Some purist might not like it, but for decades, it has been a win-win as GM sales in China now surpass sales in the US.
Only about 250,000 vehicles are exported from the US to China each year, and as the tariff dust-up has revealed, many are US-made, German-branded SUVs from BMW and Mercedes that are manufactured in the non-union, GOP-dominated South.
Tesla, on balance, sends a lot of production to China: nearly 15% of its total of around 100,000 vehicles, according to the LA Times. That figure should rise dramatically as the less-expensive Model 3 ramps up production; the car was already slated to provide Chinese buyers with a cheaper alternative than the Model S and Model X, which with the old 25% tax were extremely pricey for Chinese buyers.
It looks bad for Tesla – and bad for Trump
So here’s how the whole thing shakes down. Tesla is pretty much kneecapped in China, while the only other US-based automakers that take a hit are German transplants building vehicles with an American workforce in the Republican heartland.
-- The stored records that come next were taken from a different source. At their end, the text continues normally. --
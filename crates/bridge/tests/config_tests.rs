//! Integration tests for configuration files
//!
//! Tests loading, saving and validation of `bridge.toml`.

use bridge::config::BridgeConfig;
use std::fs;
use tempfile::tempdir;

const FULL_CONFIG: &str = r#"
[bridge]
log_level = "debug"

[printer]
vendor_id = "0x04b8"
product_id = "0x0202"

[usb]
hotplug = false
"#;

#[test]
fn test_load_full_config() {
    let dir = tempdir().unwrap();
    let path = dir.path().join("bridge.toml");
    fs::write(&path, FULL_CONFIG).unwrap();

    let config = BridgeConfig::load(Some(path)).unwrap();
    assert_eq!(config.bridge.log_level, "debug");
    assert!(!config.usb.hotplug);
    assert_eq!(config.printer_identity().unwrap(), Some((0x04b8, 0x0202)));
}

#[test]
fn test_load_empty_config_uses_defaults() {
    let dir = tempdir().unwrap();
    let path = dir.path().join("bridge.toml");
    fs::write(&path, "").unwrap();

    let config = BridgeConfig::load(Some(path)).unwrap();
    assert_eq!(config, BridgeConfig::default());
}

#[test]
fn test_save_and_reload() {
    let dir = tempdir().unwrap();
    // parent directories are created on save
    let path = dir.path().join("nested").join("bridge.toml");

    let mut config = BridgeConfig::default();
    config.printer.vendor_id = Some("0x0416".to_string());
    config.printer.product_id = Some("0x5011".to_string());
    config.save(&path).unwrap();

    let reloaded = BridgeConfig::load(Some(path)).unwrap();
    assert_eq!(reloaded, config);
}

#[test]
fn test_saved_defaults_omit_printer_ids() {
    let dir = tempdir().unwrap();
    let path = dir.path().join("bridge.toml");
    BridgeConfig::default().save(&path).unwrap();

    let content = fs::read_to_string(&path).unwrap();
    assert!(content.contains("log_level = \"info\""));
    assert!(content.contains("hotplug = true"));
    assert!(!content.contains("vendor_id"));
}

#[test]
fn test_missing_file_is_an_error() {
    let dir = tempdir().unwrap();
    assert!(BridgeConfig::load(Some(dir.path().join("absent.toml"))).is_err());
}

#[test]
fn test_invalid_configs_are_rejected() {
    let cases = [
        // unknown log level
        "[bridge]\nlog_level = \"loud\"\n",
        // id without 0x prefix
        "[printer]\nvendor_id = \"04b8\"\nproduct_id = \"0x0202\"\n",
        // vendor without product
        "[printer]\nvendor_id = \"0x04b8\"\n",
        // wrong type
        "[usb]\nhotplug = \"yes\"\n",
        // not TOML
        "[bridge\n",
    ];

    let dir = tempdir().unwrap();
    for (i, content) in cases.iter().enumerate() {
        let path = dir.path().join(format!("case{}.toml", i));
        fs::write(&path, content).unwrap();
        assert!(
            BridgeConfig::load(Some(path)).is_err(),
            "config accepted: {:?}",
            content
        );
    }
}

#[test]
fn test_invalid_file_at_standard_location_is_an_error() {
    let dir = tempdir().unwrap();
    let user = dir.path().join("user").join("bridge.toml");
    let system = dir.path().join("system").join("bridge.toml");
    fs::create_dir_all(user.parent().unwrap()).unwrap();
    fs::create_dir_all(system.parent().unwrap()).unwrap();
    fs::write(
        &user,
        "[bridge]\nlog_level = \"verbose\"\n\n[printer]\nvendor_id = \"0x04b8\"\nproduct_id = \"0x0202\"\n",
    )
    .unwrap();
    fs::write(&system, FULL_CONFIG).unwrap();

    // the first existing file wins, even when a later one is valid
    let err = BridgeConfig::load_first(&[user.clone(), system.clone()]).unwrap_err();
    assert!(format!("{:#}", err).contains("verbose"));

    fs::remove_file(&user).unwrap();
    let config = BridgeConfig::load_first(&[user, system]).unwrap();
    assert_eq!(config.printer_identity().unwrap(), Some((0x04b8, 0x0202)));
}

#[test]
fn test_no_file_at_standard_locations_uses_defaults() {
    let dir = tempdir().unwrap();
    let paths = [dir.path().join("a.toml"), dir.path().join("b.toml")];
    assert_eq!(BridgeConfig::load_first(&paths).unwrap(), BridgeConfig::default());
}
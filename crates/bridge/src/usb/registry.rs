//! Device registry
//!
//! Enumerates attached devices and matches them by `(vendor_id, product_id)`.
//! Nothing is cached: every call takes a fresh snapshot from the host.

use crate::usb::host::UsbHost;
use common::DeviceDescriptor;
use tracing::{debug, warn};

/// List attached devices with their manufacturer names
///
/// The host is enumerated once up front; manufacturer strings are read lazily
/// as the iterator advances. A device whose manufacturer cannot be read is
/// still listed, with no manufacturer.
pub fn list_devices<H: UsbHost>(host: &H) -> impl Iterator<Item = DeviceDescriptor> {
    snapshot(host)
        .into_iter()
        .map(move |device| with_manufacturer(host, device))
}

/// First attached device with this identity key
pub fn find_device<H: UsbHost>(
    host: &H,
    vendor_id: u16,
    product_id: u16,
) -> Option<DeviceDescriptor> {
    snapshot(host)
        .into_iter()
        .find(|device| device.matches(vendor_id, product_id))
        .map(|device| with_manufacturer(host, device))
}

fn snapshot<H: UsbHost>(host: &H) -> Vec<DeviceDescriptor> {
    match host.enumerate() {
        Ok(devices) => {
            debug!("Enumerated {} devices", devices.len());
            devices
        }
        Err(e) => {
            warn!("Device enumeration failed: {}", e);
            Vec::new()
        }
    }
}

fn with_manufacturer<H: UsbHost>(host: &H, mut device: DeviceDescriptor) -> DeviceDescriptor {
    device.manufacturer_name = match host.manufacturer_name(&device) {
        Ok(name) => name,
        Err(e) => {
            debug!("Could not read manufacturer of {}: {}", device, e);
            None
        }
    };
    device
}
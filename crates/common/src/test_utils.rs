//! Test utilities for usb-print-bridge
//!
//! Provides descriptor builders and helper functions for testing across crates.
//!
//! # Example
//!
//! ```
//! use common::test_utils::{create_mock_descriptor, create_printer_interface};
//!
//! let device = create_mock_descriptor(1, 0x04b8, 0x0202);
//! assert_eq!(device.system_name, "/dev/bus/usb/001/001");
//!
//! let interface = create_printer_interface(0);
//! assert!(interface.first_bulk_out().is_some());
//! ```

use crate::usb_types::{DeviceDescriptor, Direction, EndpointInfo, InterfaceInfo, TransferKind};
use std::future::Future;
use std::time::Duration;

/// Default test timeout (5 seconds)
pub const DEFAULT_TEST_TIMEOUT: Duration = Duration::from_secs(5);

/// Create a mock DeviceDescriptor for testing
///
/// # Arguments
/// * `address` - Device address on bus 1, used for the system name
/// * `vendor_id` - USB Vendor ID
/// * `product_id` - USB Product ID
pub fn create_mock_descriptor(address: u8, vendor_id: u16, product_id: u16) -> DeviceDescriptor {
    DeviceDescriptor::new(
        vendor_id,
        product_id,
        format!("/dev/bus/usb/001/{:03}", address),
    )
    .with_manufacturer(format!("Test Manufacturer {}", address))
}

/// Create a list of mock devices with distinct ids
pub fn create_mock_device_list(count: u8) -> Vec<DeviceDescriptor> {
    (1..=count)
        .map(|i| create_mock_descriptor(i, 0x1000 + u16::from(i), 0x2000 + u16::from(i)))
        .collect()
}

/// Create an endpoint descriptor
pub fn create_endpoint(address: u8, kind: TransferKind) -> EndpointInfo {
    EndpointInfo {
        address,
        kind,
        direction: if address & 0x80 != 0 {
            Direction::In
        } else {
            Direction::Out
        },
        max_packet_size: 512,
    }
}

/// Create a printer-class interface: bulk OUT 0x01 and bulk IN 0x82
pub fn create_printer_interface(number: u8) -> InterfaceInfo {
    InterfaceInfo {
        number,
        alternate_setting: 0,
        class_code: 0x07,
        endpoints: vec![
            create_endpoint(0x01 + number, TransferKind::Bulk),
            create_endpoint(0x82 + number, TransferKind::Bulk),
        ],
    }
}

/// Create a HID interface with only an interrupt IN endpoint
pub fn create_hid_interface(number: u8) -> InterfaceInfo {
    InterfaceInfo {
        number,
        alternate_setting: 0,
        class_code: 0x03,
        endpoints: vec![create_endpoint(0x81 + number, TransferKind::Interrupt)],
    }
}

/// Create a payload of the given size with a recognizable pattern
pub fn create_mock_payload(size: usize) -> Vec<u8> {
    (0..size).map(|i| (i & 0xFF) as u8).collect()
}

/// Timeout wrapper for async tests
///
/// # Example
/// ```ignore
/// use common::test_utils::{with_timeout, DEFAULT_TEST_TIMEOUT};
///
/// #[tokio::test]
/// async fn test_with_timeout() {
///     let result = with_timeout(DEFAULT_TEST_TIMEOUT, async { 42 }).await.unwrap();
///     assert_eq!(result, 42);
/// }
/// ```
pub async fn with_timeout<T, F>(duration: Duration, future: F) -> Result<T, TimeoutError>
where
    F: Future<Output = T>,
{
    tokio::time::timeout(duration, future)
        .await
        .map_err(|_| TimeoutError { duration })
}

/// Error returned when a test times out
#[derive(Debug)]
pub struct TimeoutError {
    /// The timeout duration that was exceeded
    pub duration: Duration,
}

impl std::fmt::Display for TimeoutError {
    fn fmt(&self, f: &mut std::fmt::Formatter<'_>) -> std::fmt::Result {
        write!(f, "Test timed out after {:?}", self.duration)
    }
}

impl std::error::Error for TimeoutError {}

#[cfg(test)]
mod tests {
    use super::*;

    #[test]
    fn test_create_mock_device_list() {
        let devices = create_mock_device_list(10);
        assert_eq!(devices.len(), 10);

        let keys: std::collections::HashSet<_> = devices.iter().map(|d| d.identity()).collect();
        assert_eq!(keys.len(), 10);
    }

    #[test]
    fn test_create_printer_interface() {
        let interface = create_printer_interface(0);
        assert_eq!(interface.class_code, 0x07);

        let out = interface.first_bulk_out().unwrap();
        assert_eq!(out.address, 0x01);
        assert_eq!(out.direction, Direction::Out);
        assert_eq!(interface.endpoints[1].direction, Direction::In);
    }

    #[test]
    fn test_create_hid_interface_has_no_bulk_out() {
        assert!(create_hid_interface(0).first_bulk_out().is_none());
    }

    #[test]
    fn test_create_mock_payload() {
        let data = create_mock_payload(1024);
        assert_eq!(data.len(), 1024);
        assert_eq!(data[255], 255);
        assert_eq!(data[256], 0);
    }

    #[tokio::test]
    async fn test_with_timeout_success() {
        let result = with_timeout(DEFAULT_TEST_TIMEOUT, async { 42 }).await;
        assert_eq!(result.unwrap(), 42);
    }

    #[tokio::test]
    async fn test_with_timeout_failure() {
        let result = with_timeout(Duration::from_millis(10), async {
            tokio::time::sleep(Duration::from_secs(1)).await;
            42
        })
        .await;

        assert!(result.is_err());
    }
}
I haven’t even gotten to latest new car factory to be built in the US – a $US1.1-billion plant by China-owned Volvo, in GOP-friendly South Carolina.
The major US automakers, located in the battleground Midwest that sent Trump to the White House, feel no pain because they export few vehicles to China. But that doesn’t help Trump because roiling the existing trade relationship means that importing China-made vehicles to the US becomes dicier for the likes of GM. With US sales at peak levels, GM isn’t likely to add new manufacturing capacity or hire additional workers, so all a trade war does is reduce choice for American consumers.
Tesla shares have surged in the past week, due largely to the carmaker’s pledge that it won’t need to raise fresh funding in 2018. But the markets could be underestimating the substantial risk that a Tesla sales collapse in China could invite. The only way this ends well for Musk is if Trump actually starts a full-on trade war with China – and wins!
But China is so committed to controlling its own auto industry that such an outcome seems improbable.